Les commanditaires, alertés que leur affaire tournait mal, ont tenté de fuir par avion vers Nosy Be. Ils se sont cachés, mais les investigations conjointes ont permis de les retrouver. Quatre véhicules 4x4 utilisés pour leurs activités illicites ont été saisis par le Pôle anti-corruption (PAC). Ces individus, déjà rompus à ce type de trafic, avaient mis en place des circuits clandestins sophistiqués, mais cette fois, leur manœuvre a échoué.
Trois opérations
Le mode opératoire était minutieusement rodé. Les passeurs identifiaient les failles parmi les employés de l’aéroport, surtout dans le lounge, afin de contourner les contrôles stricts à l’entrée des marchandises. Les complices récupéraient l’or auprès des patrons à l’extérieur, le faisaient passer par-dessus les clôtures, puis d’autres agents, à l’intérieur, le prenaient en charge pour le faire parvenir jusqu’aux salles d’attente et de restauration, avant de le remettre aux passagers sur le point d’embarquer.
Trois opérations avaient déjà réussi, selon la gendarmerie. La quatrième a capoté. Des tensions ont éclaté entre les passeurs, certains craignant d’être pris. L’or n’a pas atteint la zone des départs et a été caché. Huit lingots ont disparu, seuls neuf sur les dix-sept prévus ont été retrouvés. Les barons, furieux, ont séquestré et torturé leurs passeurs pour obtenir des explications. C’est en enquêtant sur la disparition d’un employé de l’aéroport que les gendarmes ont découvert le stratagème. Affaibli par la faim et les coups, cet employé a fini par révéler l’emplacement des caches, permettant l’arrestation successive des membres du réseau.

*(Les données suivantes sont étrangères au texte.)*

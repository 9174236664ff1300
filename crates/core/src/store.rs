//! Object store seam used by the reconcile adapter.

use std::sync::{Arc, RwLock};

use rustc_hash::FxHashMap;

use crate::ObjectKey;

#[derive(Debug, Clone, thiserror::Error, PartialEq, Eq)]
pub enum StoreError {
    /// Store unreachable or timed out. Worth retrying.
    #[error("unavailable: {0}")]
    Unavailable(String),
    /// The store refused the request.
    #[error("rejected: {0}")]
    Rejected(String),
}

/// Read-mostly access to the cluster's objects. Synchronized independently of
/// the work queue.
#[async_trait::async_trait]
pub trait ObjectStore: Send + Sync {
    /// Current state of `key`, `None` when it no longer exists.
    async fn get(&self, key: &ObjectKey) -> Result<Option<Arc<serde_json::Value>>, StoreError>;

    /// Write the status sub-resource of `key`.
    async fn patch_status(&self, key: &ObjectKey, status: serde_json::Value) -> Result<(), StoreError>;
}

/// In-memory store for tests and dry runs.
#[derive(Default)]
pub struct MemoryStore {
    objects: RwLock<FxHashMap<ObjectKey, Arc<serde_json::Value>>>,
    unavailable: RwLock<bool>,
    status_writes: RwLock<Vec<ObjectKey>>,
}

impl MemoryStore {
    pub fn new() -> Self { Self::default() }

    pub fn insert(&self, key: ObjectKey, raw: serde_json::Value) {
        let mut objects = self.objects.write().unwrap_or_else(|e| e.into_inner());
        objects.insert(key, Arc::new(raw));
    }

    pub fn remove(&self, key: &ObjectKey) -> Option<Arc<serde_json::Value>> {
        let mut objects = self.objects.write().unwrap_or_else(|e| e.into_inner());
        objects.remove(key)
    }

    /// Make every following call fail with `StoreError::Unavailable`.
    pub fn set_unavailable(&self, on: bool) {
        *self.unavailable.write().unwrap_or_else(|e| e.into_inner()) = on;
    }

    /// Keys whose status was written, in call order.
    pub fn status_writes(&self) -> Vec<ObjectKey> {
        self.status_writes.read().unwrap_or_else(|e| e.into_inner()).clone()
    }

    fn check(&self) -> Result<(), StoreError> {
        if *self.unavailable.read().unwrap_or_else(|e| e.into_inner()) {
            return Err(StoreError::Unavailable("memory store marked unavailable".into()));
        }
        Ok(())
    }
}

#[async_trait::async_trait]
impl ObjectStore for MemoryStore {
    async fn get(&self, key: &ObjectKey) -> Result<Option<Arc<serde_json::Value>>, StoreError> {
        self.check()?;
        let objects = self.objects.read().unwrap_or_else(|e| e.into_inner());
        Ok(objects.get(key).cloned())
    }

    async fn patch_status(&self, key: &ObjectKey, status: serde_json::Value) -> Result<(), StoreError> {
        self.check()?;
        let mut objects = self.objects.write().unwrap_or_else(|e| e.into_inner());
        let Some(current) = objects.get(key) else {
            return Err(StoreError::Rejected(format!("{key} not found")));
        };
        let mut next = (**current).clone();
        if let Some(obj) = next.as_object_mut() {
            obj.insert("status".to_string(), status);
        }
        objects.insert(key.clone(), Arc::new(next));
        drop(objects);
        self.status_writes.write().unwrap_or_else(|e| e.into_inner()).push(key.clone());
        Ok(())
    }
}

Le dossier a été transmis au PAC. Dix suspects ont été incarcérés à Tsiafahy et quatre à Antanimora. Les recherches se poursuivent pour retrouver les complices encore en fuite, soupçonnés d’avoir protégé cette filière d’exportation illicite de richesses nationales, qui reste une activité lucrative et attire des complicités jusque dans les institutions censées la combattre.